|Friends Forgive You If You Fart, But Will Dates?|
by Kate ConsidersIs a Vibrant Nation Blog Circle User 100 posts
September 09, 2012
September 09, 2012
“Mom, how’s the online dating coming along,” Gavin asked yesterday as the two of us were seated in our local Chinese restaurant to have lunch together.
“It’s not,” I replied.
“Why?” asked my caring son.
“Well, it was kind of boring. You know how I love to talk about books, films, politics, and things like that? Well, none of the men I exchanged emails with liked talking about those topics nearly as much as I. Also, financial independence seems to be very important to most men on the online dating sites, and I’m not financially independent, relying, as I do, on the kindness and generosity of my loving children,” I smiled my reply.

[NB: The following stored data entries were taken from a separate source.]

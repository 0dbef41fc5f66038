//! Dynamic WHERE clauses for list and count queries
//!
//! Filters are built once per request and bound to either driver.
//! Column names always come from code, values are always bound.

use chrono::{DateTime, Utc};
use sqlx::mysql::MySqlArguments;
use sqlx::query::Query;
use sqlx::sqlite::SqliteArguments;
use sqlx::{MySql, Sqlite};

/// A value bound to a `?` placeholder
#[derive(Debug, Clone, PartialEq)]
pub enum SqlValue {
    Int(i64),
    Bool(bool),
    Text(String),
    Time(DateTime<Utc>),
}

impl From<i64> for SqlValue {
    fn from(v: i64) -> Self {
        SqlValue::Int(v)
    }
}

impl From<bool> for SqlValue {
    fn from(v: bool) -> Self {
        SqlValue::Bool(v)
    }
}

impl From<String> for SqlValue {
    fn from(v: String) -> Self {
        SqlValue::Text(v)
    }
}

impl From<&str> for SqlValue {
    fn from(v: &str) -> Self {
        SqlValue::Text(v.to_string())
    }
}

impl From<DateTime<Utc>> for SqlValue {
    fn from(v: DateTime<Utc>) -> Self {
        SqlValue::Time(v)
    }
}

/// Escape character for `LIKE` patterns, spelled the same on both drivers
const LIKE_ESCAPE: char = '!';

/// Make `%`, `_` and the escape character match literally
fn escape_like(value: &str) -> String {
    let mut escaped = String::with_capacity(value.len());
    for c in value.chars() {
        if matches!(c, '%' | '_') || c == LIKE_ESCAPE {
            escaped.push(LIKE_ESCAPE);
        }
        escaped.push(c);
    }
    escaped
}

/// Conjunction of conditions
#[derive(Debug, Default, Clone)]
pub struct Filters {
    clauses: Vec<String>,
    values: Vec<SqlValue>,
}

impl Filters {
    pub fn new() -> Self {
        Self::default()
    }

    pub fn eq(&mut self, column: &str, value: impl Into<SqlValue>) -> &mut Self {
        self.clauses.push(format!("{} = ?", column));
        self.values.push(value.into());
        self
    }

    pub fn before(&mut self, column: &str, at: DateTime<Utc>) -> &mut Self {
        self.clauses.push(format!("{} < ?", column));
        self.values.push(SqlValue::Time(at));
        self
    }

    /// A condition without bound values, e.g. `deleted_at IS NULL`
    pub fn raw(&mut self, clause: &str) -> &mut Self {
        self.clauses.push(clause.to_string());
        self
    }

    /// Substring match on any of `columns`
    pub fn search(&mut self, columns: &[&str], term: &str) -> &mut Self {
        let term = term.trim();
        if term.is_empty() || columns.is_empty() {
            return self;
        }
        let pattern = format!("%{}%", escape_like(term));
        let parts: Vec<String> = columns
            .iter()
            .map(|c| format!("{} LIKE ? ESCAPE '{}'", c, LIKE_ESCAPE))
            .collect();
        self.clauses.push(format!("({})", parts.join(" OR ")));
        for _ in columns {
            self.values.push(SqlValue::Text(pattern.clone()));
        }
        self
    }

    /// Membership test on a JSON array column of strings
    pub fn has_tag(&mut self, column: &str, tag: &str) -> &mut Self {
        let quoted = serde_json::Value::String(tag.trim().to_string()).to_string();
        self.clauses.push(format!("{} LIKE ? ESCAPE '{}'", column, LIKE_ESCAPE));
        self.values.push(SqlValue::Text(format!("%{}%", escape_like(&quoted))));
        self
    }

    pub fn is_empty(&self) -> bool {
        self.clauses.is_empty()
    }

    /// `" WHERE a = ? AND b = ?"`, or an empty string
    pub fn where_sql(&self) -> String {
        if self.clauses.is_empty() {
            String::new()
        } else {
            format!(" WHERE {}", self.clauses.join(" AND "))
        }
    }

    pub fn values(&self) -> &[SqlValue] {
        &self.values
    }
}

pub fn bind_sqlite<'q>(
    mut query: Query<'q, Sqlite, SqliteArguments<'q>>,
    values: &[SqlValue],
) -> Query<'q, Sqlite, SqliteArguments<'q>> {
    for value in values {
        query = match value.clone() {
            SqlValue::Int(v) => query.bind(v),
            SqlValue::Bool(v) => query.bind(v),
            SqlValue::Text(v) => query.bind(v),
            SqlValue::Time(v) => query.bind(v),
        };
    }
    query
}

pub fn bind_mysql<'q>(
    mut query: Query<'q, MySql, MySqlArguments>,
    values: &[SqlValue],
) -> Query<'q, MySql, MySqlArguments> {
    for value in values {
        query = match value.clone() {
            SqlValue::Int(v) => query.bind(v),
            SqlValue::Bool(v) => query.bind(v),
            SqlValue::Text(v) => query.bind(v),
            SqlValue::Time(v) => query.bind(v),
        };
    }
    query
}

/// Encode a tag list for a JSON TEXT column
pub fn tags_to_json(tags: &[String]) -> String {
    serde_json::to_string(tags).unwrap_or_else(|_| "[]".to_string())
}

/// Decode a JSON TEXT tag column; malformed content reads as empty
pub fn tags_from_json(raw: &str) -> Vec<String> {
    serde_json::from_str(raw).unwrap_or_default()
}

#[cfg(test)]
mod tests {
    use super::*;

    #[test]
    fn test_empty_filters() {
        let filters = Filters::new();
        assert!(filters.is_empty());
        assert_eq!(filters.where_sql(), "");
        assert!(filters.values().is_empty());
    }

    #[test]
    fn test_filters_join_with_and() {
        let mut filters = Filters::new();
        filters
            .eq("status", "published")
            .raw("deleted_at IS NULL")
            .search(&["title", "content"], "rust");

        assert_eq!(
            filters.where_sql(),
            " WHERE status = ? AND deleted_at IS NULL AND (title LIKE ? ESCAPE '!' OR content LIKE ? ESCAPE '!')"
        );
        assert_eq!(
            filters.values(),
            &[
                SqlValue::Text("published".into()),
                SqlValue::Text("%rust%".into()),
                SqlValue::Text("%rust%".into()),
            ]
        );
    }

    #[test]
    fn test_blank_search_is_ignored() {
        let mut filters = Filters::new();
        filters.search(&["title"], "   ");
        assert!(filters.is_empty());
    }

    #[test]
    fn test_has_tag_matches_quoted_element() {
        let mut filters = Filters::new();
        filters.has_tag("tags", "rust");
        assert_eq!(filters.values(), &[SqlValue::Text("%\"rust\"%".into())]);
        assert_eq!(filters.where_sql(), " WHERE tags LIKE ? ESCAPE '!'");
    }

    #[test]
    fn test_like_wildcards_are_escaped() {
        assert_eq!(escape_like("r_st"), "r!_st");
        assert_eq!(escape_like("100%!"), "100!%!!");

        let mut filters = Filters::new();
        filters.has_tag("tags", "%").search(&["title"], "a_b");
        assert_eq!(
            filters.values(),
            &[SqlValue::Text("%\"!%\"%".into()), SqlValue::Text("%a!_b%".into())]
        );
    }

    #[test]
    fn test_tags_json() {
        let tags = vec!["a".to_string(), "b c".to_string()];
        assert_eq!(tags_from_json(&tags_to_json(&tags)), tags);
        assert!(tags_from_json("not json").is_empty());
    }
}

“Also, I have night-blindness, which means I can’t meet anyone at night unless he wants to do all the driving. And, as you know, I have developed a flatulence problem in the last few years. I asked one potential online suitor what would happen if a date of his passed gas, and he said it would be a deal killer because polite people don’t pass gas. Good heavens, what an archaic, but probably common, view! As you know, sweetheart, I don’t dare pick up a piece of chalk I drop in class for fear a stentorian fart will let loose when I bend over, resulting in my students convulsing with laughter! You kids think my farting is amusing, but you are probably the only people who do, though my memory reminds me that your dad thought farting was nature’s uproariously funny way of showing us we are all alike, but then, as a doctor, he understood the biology behind it and would encourage us to “let it out, so we didn’t explode.”
At this, my son broke into laughter and said, “Don’t give up, mom, your prince is out there.” I chuckled and told him that it would take a mighty special prince of a man to take me on in his life.
Actually, with my children’s blessing, I went out on dates with two different men in the last two years. One was long distance. It never should have happened at all because he was, by his own admission, a snob (and I intensely dislike snobs), and he only liked “accomplished” women, and my community college adjunct teaching was not nearly accomplished enough. However, during the getting to know each other phase, he had a stroke, and that made me want to help, so I ignored the differences between us. Soon, though, reason prevailed, and we went our separate ways.
The other gentleman was a very kind man, but we just didn’t click. On paper, we looked like we would, but in reality, while we liked each other as people, neither of us seemed able to summon the energy or time to take it to another level.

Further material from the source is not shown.